Arterial hypertension in a patient with non‑ specific aortoarteritis (Takayasu disease) and AA-amyloidosis: a case report

Arterial hypertension (HTN) is the most common cardiovascular disorder around the world. High blood pressure is a manifestation of essential hypertension (EHTN) in the majority of cases. The exclusion of symptomatic HTN is crucial for correct diagnosis. We present a case of a very rare symptomatic HTN caused by nonspecific aortoarteritis (Takayasu disease). Morphological substrate of Takayasu disease is arteritis associated with the total wall damage of aortic brunches. The diagnosis is very difficult due to the chronic course, nonspecific signs and a variety of clinical masks.

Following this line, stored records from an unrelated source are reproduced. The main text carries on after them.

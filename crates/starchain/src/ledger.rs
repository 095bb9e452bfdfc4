//! The Ledger: owner of the chain.
//!
//! The ledger creates the genesis record on construction and afterwards only
//! ever appends. All mutation goes through a single write lock, so concurrent
//! appends are serialized and readers see either the state before an append
//! or the state after it.

use std::collections::HashMap;
use std::sync::Arc;

use serde::de::DeserializeOwned;
use serde::{Deserialize, Serialize};
use tokio::sync::RwLock;
use tracing::{debug, info, warn};

use starchain_core::{Address, ChainReport, CoreError, Fingerprint, Payload, Record};

use crate::challenge::Challenge;
use crate::clock::{Clock, SystemClock};
use crate::config::LedgerConfig;
use crate::error::{DenialReason, LedgerError, Result};
use crate::verifier::{Ed25519Verifier, SignatureVerifier};

/// The body of every admitted record: the payload plus the address that
/// proved ownership when submitting it.
#[derive(Debug, Clone, PartialEq, Eq, Serialize, Deserialize)]
pub struct OwnedPayload<T> {
    pub address: Address,
    pub star: T,
}

/// Records in position order, plus a fingerprint index.
#[derive(Default)]
struct Chain {
    records: Vec<Record>,
    by_fingerprint: HashMap<Fingerprint, usize>,
}

impl Chain {
    fn height(&self) -> i64 {
        self.records.len() as i64 - 1
    }

    fn find_by_fingerprint(&self, fingerprint: &Fingerprint) -> Option<&Record> {
        // The index is a shortcut only; the stored field is authoritative.
        self.by_fingerprint
            .get(fingerprint)
            .and_then(|&i| self.records.get(i))
            .filter(|r| r.fingerprint.as_ref() == Some(fingerprint))
            .or_else(|| {
                self.records
                    .iter()
                    .find(|r| r.fingerprint.as_ref() == Some(fingerprint))
            })
    }

    fn find_by_position(&self, position: u64) -> Option<&Record> {
        usize::try_from(position)
            .ok()
            .and_then(|i| self.records.get(i))
            .filter(|r| r.position == position)
            .or_else(|| self.records.iter().find(|r| r.position == position))
    }
}

/// An in-memory, hash-linked chain with an ownership gate on writes.
///
/// The signature scheme is pluggable through `V`; the default verifies
/// Ed25519 signatures against hex-encoded public key addresses.
pub struct Ledger<V: SignatureVerifier = Ed25519Verifier> {
    chain: RwLock<Chain>,
    verifier: V,
    clock: Arc<dyn Clock>,
    config: LedgerConfig,
}

impl<V: SignatureVerifier> Ledger<V> {
    /// Create a ledger using wall-clock time. Genesis is created before this
    /// returns.
    pub async fn new(verifier: V, config: LedgerConfig) -> Result<Self> {
        Self::with_clock(verifier, config, Arc::new(SystemClock)).await
    }

    /// Create a ledger with an explicit time source.
    pub async fn with_clock(
        verifier: V,
        config: LedgerConfig,
        clock: Arc<dyn Clock>,
    ) -> Result<Self> {
        let ledger = Self {
            chain: RwLock::new(Chain::default()),
            verifier,
            clock,
            config,
        };
        ledger.initialize().await?;
        Ok(ledger)
    }

    pub fn config(&self) -> &LedgerConfig {
        &self.config
    }

    // ─────────────────────────────────────────────────────────────────────────
    // Mutation
    // ─────────────────────────────────────────────────────────────────────────

    /// Append the genesis record if the chain is empty. Idempotent.
    pub async fn initialize(&self) -> Result<()> {
        let mut chain = self.chain.write().await;
        if chain.records.is_empty() {
            let genesis = self.append_locked(&mut chain, Record::genesis()?)?;
            info!(
                fingerprint = %genesis.fingerprint.map(|f| f.to_hex()).unwrap_or_default(),
                "created genesis record"
            );
        }
        Ok(())
    }

    /// Append a record to the tail of the chain.
    ///
    /// The whole existing chain is validated first; if any record fails, the
    /// append is refused and the chain is left untouched. On success the
    /// returned record is a copy of the stamped tail.
    pub async fn append(&self, record: Record) -> Result<Record> {
        let mut chain = self.chain.write().await;
        self.append_locked(&mut chain, record)
    }

    fn append_locked(&self, chain: &mut Chain, mut record: Record) -> Result<Record> {
        if !chain.records.is_empty() {
            let report = ChainReport::check(&chain.records);
            if !report.is_valid() {
                let failed_positions = report.failed_positions();
                warn!(?failed_positions, "refusing append to a chain that fails validation");
                return Err(LedgerError::ChainInvalid { failed_positions });
            }
        }

        record.timestamp = self.clock.now_secs();
        record.position = chain.records.len() as u64;
        record.previous_fingerprint = chain.records.last().and_then(|r| r.fingerprint);

        let fingerprint = record.compute_fingerprint();
        record.fingerprint = Some(fingerprint);

        chain.by_fingerprint.insert(fingerprint, chain.records.len());
        chain.records.push(record.clone());

        debug!(
            position = record.position,
            fingerprint = %fingerprint,
            "appended record"
        );
        Ok(record)
    }

    // ─────────────────────────────────────────────────────────────────────────
    // Ownership gate
    // ─────────────────────────────────────────────────────────────────────────

    /// Issue the message `address` must sign to prove ownership.
    ///
    /// Nothing is remembered; freshness is checked from the timestamp
    /// embedded in the message when it comes back.
    pub fn request_challenge(&self, address: &Address) -> String {
        let challenge =
            Challenge::issue(address, self.clock.now_secs(), &self.config.protocol_tag);
        debug!(%address, issued_at = challenge.issued_at, "issued ownership challenge");
        challenge.to_message()
    }

    /// Append `payload` on behalf of `address` after checking the ownership
    /// proof.
    ///
    /// The submission is admitted only if `message` is a challenge for
    /// `address` carrying this ledger's tag, less than the validity window
    /// old, and `signature` is a valid signature by `address` over exactly
    /// `message`. The payload must also pass [`Payload::check`]. A denied or
    /// rejected submission appends nothing.
    pub async fn submit_record<T: Payload + ?Sized>(
        &self,
        address: &Address,
        message: &str,
        signature: &str,
        payload: &T,
    ) -> Result<Record> {
        if let Err(e) = payload.check() {
            warn!(%address, error = %e, "payload rejected");
            return Err(e.into());
        }

        self.check_admission(address, message, signature)
            .await
            .map_err(|reason| {
                warn!(%address, %reason, "submission denied");
                LedgerError::from(reason)
            })?;

        let record = Record::new(&OwnedPayload {
            address: address.clone(),
            star: payload,
        })?;
        let record = self.append(record).await?;

        info!(%address, position = record.position, "admitted record");
        Ok(record)
    }

    async fn check_admission(
        &self,
        address: &Address,
        message: &str,
        signature: &str,
    ) -> std::result::Result<(), DenialReason> {
        let challenge = Challenge::parse(message)?;

        if challenge.address != *address {
            return Err(DenialReason::AddressMismatch {
                issued_to: challenge.address.to_string(),
                submitted_by: address.to_string(),
            });
        }
        if challenge.tag != self.config.protocol_tag {
            return Err(DenialReason::MalformedChallenge(format!(
                "unexpected tag {:?}",
                challenge.tag
            )));
        }

        challenge.check_fresh(self.clock.now_secs(), self.config.window_secs())?;

        self.verifier
            .verify(message, address, signature)
            .await
            .map_err(|e| {
                debug!(error = %e, "signature verification failed");
                DenialReason::InvalidSignature
            })
    }

    // ─────────────────────────────────────────────────────────────────────────
    // Queries
    // ─────────────────────────────────────────────────────────────────────────

    /// Position of the tail record; -1 only before genesis exists.
    pub async fn height(&self) -> i64 {
        self.chain.read().await.height()
    }

    pub async fn len(&self) -> usize {
        self.chain.read().await.records.len()
    }

    pub async fn is_empty(&self) -> bool {
        self.chain.read().await.records.is_empty()
    }

    pub async fn tail(&self) -> Option<Record> {
        self.chain.read().await.records.last().cloned()
    }

    /// A copy of the whole chain in position order.
    pub async fn snapshot(&self) -> Vec<Record> {
        self.chain.read().await.records.clone()
    }

    pub async fn lookup_by_fingerprint(&self, fingerprint: &Fingerprint) -> Result<Record> {
        let chain = self.chain.read().await;
        chain
            .find_by_fingerprint(fingerprint)
            .cloned()
            .ok_or_else(|| LedgerError::NotFound(format!("fingerprint {}", fingerprint.to_hex())))
    }

    pub async fn lookup_by_position(&self, position: u64) -> Result<Record> {
        let chain = self.chain.read().await;
        chain
            .find_by_position(position)
            .cloned()
            .ok_or_else(|| LedgerError::NotFound(format!("position {}", position)))
    }

    /// Collect the payloads submitted by `address`, in append order.
    ///
    /// Genesis is skipped without decoding. Records whose body is not an
    /// owned payload (appended directly rather than through
    /// [`Ledger::submit_record`]) belong to nobody and are skipped. No match
    /// is an empty list, not an error.
    pub async fn payloads_by_owner<T: DeserializeOwned>(&self, address: &Address) -> Result<Vec<T>> {
        let chain = self.chain.read().await;
        let mut payloads = Vec::new();

        for record in chain.records.iter().filter(|r| !r.is_genesis()) {
            let body: serde_json::Value = record.decode()?;
            let Ok(owned) = serde_json::from_value::<OwnedPayload<serde_json::Value>>(body) else {
                continue;
            };
            if owned.address != *address {
                continue;
            }
            let payload = serde_json::from_value(owned.star)
                .map_err(|e| CoreError::Decoding(e.to_string()))?;
            payloads.push(payload);
        }

        debug!(%address, count = payloads.len(), "aggregated payloads by owner");
        Ok(payloads)
    }

    /// Validate every record's link and fingerprint.
    ///
    /// All outcomes are returned; a single bad record makes the report
    /// invalid but does not hide the results for the others.
    pub async fn validate_chain(&self) -> ChainReport {
        let chain = self.chain.read().await;
        let report = ChainReport::check(&chain.records);
        if !report.is_valid() {
            warn!(failed_positions = ?report.failed_positions(), "chain failed validation");
        }
        report
    }
}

That often leads to late diagnosis and complications. Clinical features of Takayasu aortoarteritis include unilateral pulse weakening, blood pressure asymmetry on right and left arms, bruit on damaged artery, laboratory signs of inflammation: accelerated erythrocyte sedimentation rate (ESV), anemia, thrombocytosis, C‑reactive protein (CRP) elevation. Ultrasound vessel duplex scanning is important, but angiography of aorta and aortic branches are still the “gold standard”. We draw attention to clinical features, diagnostic methods and the course of the Takayasu disease in a young woman with high blood pressure.